"Ashen"
Note : 18/20
Humanity’s Last Breath redéfinit la lourdeur. Créé en Suède en 2009, le groupe composé
de Buster Odeholm (guitare / chant, Vildhjarta), Filip Danielsson (chant, In Reverence),
Klas Blomgren (batterie) et Tuomas Kurikka (guitare / choeurs) dévoile en 2023 "Ashen", son
quatrième album, chez Unique Leader Records.
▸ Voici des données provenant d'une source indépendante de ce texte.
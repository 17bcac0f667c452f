//! Connected-component contour extraction over an edge map.
//!
//! A global adaptive threshold (derived from the mean nonzero magnitude)
//! selects edge pixels; an explicit-stack 8-connected flood fill groups
//! them into contours. Each pixel belongs to exactly one contour. An
//! all-zero edge map yields an empty list, not an error.

use cammeasure_core::{BoundingBox, Contour, EdgeMap};
use nalgebra::Point2;
use serde::{Deserialize, Serialize};

/// Reference scales used to normalize contour factors into [0, 1].
///
/// A factor is `min(1, value / reference)`; the defaults describe a
/// "comfortably large" object for a VGA-class frame.
#[derive(Clone, Copy, Debug, Serialize, Deserialize)]
pub struct ContourReferences {
    /// px^2 at which the area factor saturates.
    pub area: f32,
    /// Point count at which the perimeter factor saturates.
    pub perimeter: f32,
    /// Edge magnitude at which the intensity factor saturates.
    pub intensity: f32,
    /// Radians at which the curvature factor saturates.
    pub curvature: f32,
    /// Smoothness is already in [0, 1]; reference kept for symmetry.
    pub smoothness: f32,
}

impl Default for ContourReferences {
    fn default() -> Self {
        Self {
            area: 5000.0,
            perimeter: 300.0,
            intensity: 100.0,
            curvature: 1.0,
            smoothness: 1.0,
        }
    }
}

/// Configuration for the contour tracer.
#[derive(Clone, Copy, Debug, Serialize, Deserialize)]
pub struct TraceParams {
    /// Fraction of the mean nonzero edge magnitude used as the global
    /// threshold.
    pub threshold_factor: f32,
    /// Floor for the global threshold, in magnitude units.
    pub min_threshold: f32,
    /// Contours with fewer member points are dropped at trace time.
    pub min_points: usize,
    /// Scan stride for seed pixels; flood fill itself is always dense.
    pub stride: usize,
    pub references: ContourReferences,
}

impl Default for TraceParams {
    fn default() -> Self {
        Self {
            threshold_factor: 0.55,
            min_threshold: 35.0,
            min_points: 8,
            stride: 1,
            references: ContourReferences::default(),
        }
    }
}

/// Confidence blend weights; see [`Contour::confidence`].
const W_AREA: f32 = 0.25;
const W_PERIMETER: f32 = 0.20;
const W_INTENSITY: f32 = 0.25;
const W_CURVATURE: f32 = 0.15;
const W_SMOOTHNESS: f32 = 0.15;

/// Extract contours from an edge map.
pub fn trace_contours(edges: &EdgeMap, params: &TraceParams) -> Vec<Contour> {
    let Some(mean) = edges.mean_nonzero() else {
        return Vec::new();
    };
    let threshold = (mean * params.threshold_factor).max(params.min_threshold);

    let w = edges.width;
    let h = edges.height;
    let mut visited = vec![false; w * h];
    let mut contours = Vec::new();
    let stride = params.stride.max(1);

    let mut y = 0;
    while y < h {
        let mut x = 0;
        while x < w {
            let idx = y * w + x;
            if !visited[idx] && edges.data[idx] as f32 >= threshold {
                let contour = flood_fill(edges, &mut visited, x, y, threshold, params);
                if let Some(contour) = contour {
                    contours.push(contour);
                }
            }
            x += stride;
        }
        y += stride;
    }

    log::debug!(
        "traced {} contours (threshold {:.1})",
        contours.len(),
        threshold
    );
    contours
}

/// 8-connected flood fill from a seed pixel, explicit stack.
fn flood_fill(
    edges: &EdgeMap,
    visited: &mut [bool],
    seed_x: usize,
    seed_y: usize,
    threshold: f32,
    params: &TraceParams,
) -> Option<Contour> {
    let w = edges.width as i32;
    let h = edges.height as i32;

    let mut points: Vec<Point2<i32>> = Vec::new();
    let mut bbox = BoundingBox::seed(Point2::new(seed_x as i32, seed_y as i32));
    let mut intensity_sum = 0u64;

    let mut stack = vec![(seed_x as i32, seed_y as i32)];
    visited[seed_y * edges.width + seed_x] = true;

    while let Some((x, y)) = stack.pop() {
        let p = Point2::new(x, y);
        intensity_sum += edges.data[y as usize * edges.width + x as usize] as u64;
        bbox.include(p);
        points.push(p);

        for dy in -1..=1 {
            for dx in -1..=1 {
                if dx == 0 && dy == 0 {
                    continue;
                }
                let nx = x + dx;
                let ny = y + dy;
                if nx < 0 || ny < 0 || nx >= w || ny >= h {
                    continue;
                }
                let nidx = ny as usize * edges.width + nx as usize;
                if !visited[nidx] && edges.data[nidx] as f32 >= threshold {
                    visited[nidx] = true;
                    stack.push((nx, ny));
                }
            }
        }
    }

    if points.len() < params.min_points {
        return None;
    }

    Some(derive_metrics(points, bbox, intensity_sum, &params.references))
}

fn derive_metrics(
    points: Vec<Point2<i32>>,
    bbox: BoundingBox,
    intensity_sum: u64,
    refs: &ContourReferences,
) -> Contour {
    let n = points.len();
    let area = bbox.area();
    let perimeter = n as f64;
    let mean_intensity = intensity_sum as f32 / n as f32;
    let curvature = mean_turning_angle(&points);
    let smoothness = (1.0 - mean_step_distance(&points) / 10.0).clamp(0.0, 1.0);

    let area_f = ((area as f32) / refs.area).min(1.0);
    let perimeter_f = (perimeter as f32 / refs.perimeter).min(1.0);
    let intensity_f = (mean_intensity / refs.intensity).min(1.0);
    let curvature_f = (curvature / refs.curvature).min(1.0);
    let smoothness_f = (smoothness / refs.smoothness).min(1.0);

    let confidence = W_AREA * area_f
        + W_PERIMETER * perimeter_f
        + W_INTENSITY * intensity_f
        + W_CURVATURE * curvature_f
        + W_SMOOTHNESS * smoothness_f;

    Contour {
        points,
        bbox,
        area,
        perimeter,
        mean_intensity,
        curvature,
        smoothness,
        confidence: confidence.clamp(0.0, 1.0),
    }
}

/// Mean absolute turning angle over consecutive point triples, radians.
///
/// Heading deltas are normalized to (-pi, pi] before the absolute value.
fn mean_turning_angle(points: &[Point2<i32>]) -> f32 {
    if points.len() < 3 {
        return 0.0;
    }
    let mut sum = 0.0f32;
    let mut count = 0usize;
    for win in points.windows(3) {
        let (a, b, c) = (win[0], win[1], win[2]);
        if a == b || b == c {
            continue;
        }
        let a1 = ((b.y - a.y) as f32).atan2((b.x - a.x) as f32);
        let a2 = ((c.y - b.y) as f32).atan2((c.x - b.x) as f32);
        let mut delta = a2 - a1;
        while delta > std::f32::consts::PI {
            delta -= 2.0 * std::f32::consts::PI;
        }
        while delta <= -std::f32::consts::PI {
            delta += 2.0 * std::f32::consts::PI;
        }
        sum += delta.abs();
        count += 1;
    }
    if count == 0 {
        return 0.0;
    }
    sum / count as f32
}

/// Mean Euclidean distance between consecutive points.
fn mean_step_distance(points: &[Point2<i32>]) -> f32 {
    if points.len() < 2 {
        return 0.0;
    }
    let mut sum = 0.0f32;
    for win in points.windows(2) {
        let dx = (win[1].x - win[0].x) as f32;
        let dy = (win[1].y - win[0].y) as f32;
        sum += (dx * dx + dy * dy).sqrt();
    }
    sum / (points.len() - 1) as f32
}
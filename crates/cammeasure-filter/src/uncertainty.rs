//! Aggregate uncertainty estimation.
//!
//! Independent error sources are combined by root-sum-of-squares into one
//! total, which discounts the measurement confidence together with a
//! stability term (history variance) and a geometry factor that rewards
//! near-square, comfortably large objects.

use cammeasure_core::{CalibrationProfile, DetectedObject, Measurement};
use serde::{Deserialize, Serialize};

use crate::history::HistoryRing;

/// Configuration for the uncertainty estimator.
#[derive(Clone, Copy, Debug, Serialize, Deserialize)]
pub struct UncertaintyParams {
    /// Calibration source term with a valid profile.
    pub calibration_calibrated: f64,
    /// Calibration source term without one.
    pub calibration_uncalibrated: f64,
    /// Fixed algorithm source term.
    pub algorithm: f64,
    /// Depth source term when the depth confidence is at or above the
    /// floor.
    pub depth_confident: f64,
    /// Depth source term below the floor.
    pub depth_unconfident: f64,
    pub depth_confidence_floor: f32,
    /// px^2 at which the geometry size reward saturates.
    pub size_reference: f64,
    /// Final confidence clamp.
    pub min_confidence: f32,
    pub max_confidence: f32,
}

impl Default for UncertaintyParams {
    fn default() -> Self {
        Self {
            calibration_calibrated: 0.02,
            calibration_uncalibrated: 0.30,
            algorithm: 0.05,
            depth_confident: 0.10,
            depth_unconfident: 0.25,
            depth_confidence_floor: 0.5,
            size_reference: 20_000.0,
            min_confidence: 0.1,
            max_confidence: 0.99,
        }
    }
}

/// Per-source uncertainty decomposition for one measurement.
#[derive(Clone, Copy, Debug, Serialize, Deserialize)]
pub struct UncertaintyBreakdown {
    pub measurement: f64,
    pub calibration: f64,
    pub algorithm: f64,
    pub depth: f64,
    /// Root-sum-of-squares of the four sources.
    pub total: f64,
    /// `1 - normalized variance` of the recent width history, in [0, 1].
    pub stability: f64,
    pub geometry_factor: f64,
}

impl UncertaintyBreakdown {
    /// Symmetric 95 % error bound for a value carrying this uncertainty.
    pub fn interval_95(&self, value: f64) -> f64 {
        1.96 * self.total * value.abs()
    }
}

/// Estimate the aggregate uncertainty and fold it into the measurement's
/// confidence in place.
pub fn assess(
    measurement: &mut Measurement,
    object: &DetectedObject,
    calib: &CalibrationProfile,
    depth_confidence: f32,
    width_history: Option<&HistoryRing>,
    params: &UncertaintyParams,
) -> UncertaintyBreakdown {
    let stability = width_history
        .and_then(|h| h.normalized_variance())
        .map(|v| 1.0 - v)
        .unwrap_or(1.0)
        .clamp(0.0, 1.0);

    let measurement_u = 1.0 - stability;
    let calibration_u = if calib.is_calibrated {
        params.calibration_calibrated
    } else {
        params.calibration_uncalibrated
    };
    let depth_u = if depth_confidence < params.depth_confidence_floor {
        params.depth_unconfident
    } else {
        params.depth_confident
    };

    let total = (measurement_u * measurement_u
        + calibration_u * calibration_u
        + params.algorithm * params.algorithm
        + depth_u * depth_u)
        .sqrt();

    let geometry = geometry_factor(object, params);

    let raw = measurement.confidence as f64;
    let final_confidence =
        (raw * (1.0 - total).max(0.0) * stability * geometry).clamp(
            params.min_confidence as f64,
            params.max_confidence as f64,
        );
    measurement.confidence = final_confidence as f32;

    UncertaintyBreakdown {
        measurement: measurement_u,
        calibration: calibration_u,
        algorithm: params.algorithm,
        depth: depth_u,
        total,
        stability,
        geometry_factor: geometry,
    }
}

/// `clamp(0.6 + 0.25*squareness + 0.15*size, 0, 1)` where squareness is
/// `min(w,h)/max(w,h)` and size saturates at the reference area.
fn geometry_factor(object: &DetectedObject, params: &UncertaintyParams) -> f64 {
    let bbox = &object.contour.bbox;
    let long = bbox.w.max(bbox.h) as f64;
    let short = bbox.w.min(bbox.h) as f64;
    let squareness = if long > 0.0 { short / long } else { 0.0 };
    let size = (object.contour.area / params.size_reference).min(1.0);
    (0.6 + 0.25 * squareness + 0.15 * size).clamp(0.0, 1.0)
}
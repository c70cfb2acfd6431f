mod auth;
mod export;
mod show;

use crate::config::{Config, Overrides, Settings};
use crate::error::Result;
use clap::{Args, Parser, Subcommand};
use std::path::PathBuf;

pub use show::ShowResource;

#[derive(Parser, Debug)]
#[command(name = "gsheet-export")]
#[command(about = "Export a Google Sheets range to CSV", long_about = None)]
#[command(version)]
pub struct Cli {
    #[command(subcommand)]
    pub command: Option<Commands>,

    #[command(flatten)]
    pub settings: SettingsArgs,
}

impl Cli {
    pub async fn run(&self) -> Result<()> {
        let settings = self.settings.resolve()?;

        match &self.command {
            None | Some(Commands::Export) => export::execute(settings).await,
            Some(Commands::Auth { reset }) => auth::execute(settings, *reset).await,
            Some(Commands::Show { resource }) => resource.execute(&settings).await,
        }
    }
}

#[derive(Subcommand, Debug)]
pub enum Commands {
    /// Fetch the range, print it and write it to CSV (default)
    Export,
    /// Obtain and cache an OAuth token without fetching anything
    Auth {
        /// Delete the cached token first
        #[arg(long)]
        reset: bool,
    },
    Show {
        #[command(subcommand)]
        resource: ShowResource,
    },
}

#[derive(Args, Debug, Default)]
pub struct SettingsArgs {
    /// OAuth client secret JSON downloaded from the Google Cloud console
    #[arg(long, global = true)]
    pub client_secret: Option<PathBuf>,

    /// Directory holding the cached token [default: ~/.credentials]
    #[arg(long, global = true)]
    pub cache_dir: Option<PathBuf>,

    /// CSV file to write
    #[arg(long, global = true)]
    pub output: Option<PathBuf>,

    #[arg(long, global = true)]
    pub spreadsheet_id: Option<String>,

    /// Cell range in A1 notation
    #[arg(long, global = true)]
    pub range: Option<String>,

    /// Receive the authorization redirect on this local port instead of
    /// pasting the code
    #[arg(long, global = true, value_name = "PORT")]
    pub listen: Option<u16>,
}

impl SettingsArgs {
    fn overrides(&self) -> Overrides {
        Overrides {
            client_secret: self.client_secret.clone(),
            cache_dir: self.cache_dir.clone(),
            output: self.output.clone(),
            spreadsheet_id: self.spreadsheet_id.clone(),
            range: self.range.clone(),
            listen: self.listen,
        }
    }

    fn resolve(&self) -> Result<Settings> {
        Settings::resolve(self.overrides(), Config::load()?)
    }
}

#[cfg(test)]
mod tests {
    use super::*;
    use clap::CommandFactory;

    #[test]
    fn test_cli_definition() {
        Cli::command().debug_assert();
    }

    #[test]
    fn test_default_command_is_export() {
        let cli = Cli::try_parse_from(["gsheet-export"]).unwrap();
        assert!(cli.command.is_none());
    }

    #[test]
    fn test_global_flags_after_subcommand() {
        let cli = Cli::try_parse_from([
            "gsheet-export",
            "auth",
            "--reset",
            "--cache-dir",
            "/tmp/creds",
            "--listen",
            "8085",
        ])
        .unwrap();

        assert!(matches!(cli.command, Some(Commands::Auth { reset: true })));
        let overrides = cli.settings.overrides();
        assert_eq!(overrides.cache_dir, Some(PathBuf::from("/tmp/creds")));
        assert_eq!(overrides.listen, Some(8085));
    }

    #[test]
    fn test_export_flags() {
        let cli = Cli::try_parse_from([
            "gsheet-export",
            "export",
            "--spreadsheet-id",
            "sheet_123",
            "--range",
            "Sheet1!A1:B2",
            "--output",
            "out.csv",
        ])
        .unwrap();

        assert!(matches!(cli.command, Some(Commands::Export)));
        let overrides = cli.settings.overrides();
        assert_eq!(overrides.spreadsheet_id.as_deref(), Some("sheet_123"));
        assert_eq!(overrides.range.as_deref(), Some("Sheet1!A1:B2"));
        assert_eq!(overrides.output, Some(PathBuf::from("out.csv")));
    }
}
"Blood Spill", le premier titre, ne perd pas de temps pour nous plonger à nouveau dans la
dissonance et l’oppression avant de présenter ses hurlements et ses riffs écrasants. Les
effets ajoutent un côté sombre à la base déjà bien pesante qui laissera sa place à "Linger" et
à son approche plus énergique mais toute aussi lourde des sonorités massives. Les leads
éthérés peinent à contraster la violence pure qui devient de plus en plus étouffante avant
que "Lifeless, Deathless" ne nous autorise un très court répit via son introduction, qui sera
brisée par les riffs saccadés et les tonalités modernes. On retrouvera la dissonance
inquiétante avec "Withering" et ses harmoniques cinglantes, mais la base haletante reste
également présente, tout comme les hurlements qui accueillent également quelques choeurs
en arrière-plan. L’intensité ne faiblit pas avec "Instill" qui laisse la voix angélique d’Héli
Andrea (ex-Mobius) intervenir avant la déferlante, qui soufflera tout sur son passage avant
de nous accorder un court instant de paix, puis d’enchaîner sur "Labyrinthian" et ses tonalités
inquiétantes qui complètent parfaitement la lourdeur.
Un riff légèrement plus motivant se fait
entendre, puis "Catastrophize" renoue avec l’oppression pure, mais également avec certaines
parties beaucoup plus énergiques comme la moshpart centrale. Le final apocalyptique
laissera "Death Spiral" placer ses éléments les plus stridents avant de laisser les guitaristes
se déchaîner pour créer un son dantesque. "Shell" prend la suite avec un pattern similaire qui
couple habilement des harmoniques dérangeantes et des riffs irréguliers, suivi sans
transition par "Passage" qui redouble de fureur pour proposer un son infernal, qui accueillera
même un court moment de chant clair. Le groupe nous propose de souffler un peu avec
"Burden", un interlude qui conserve l’ambiance pesante, puis "Bearer", le dernier morceau,
frappe à son tour avec toute sa force, entre rythmique épaisse, effets sombres et
harmoniques transcendantes.
La recette de Humanity's Last Breath reste inchangée sur "Ashen" : coupler des riffs
imposants, des hurlements massifs et une ambiance sombre étouffante en permanence.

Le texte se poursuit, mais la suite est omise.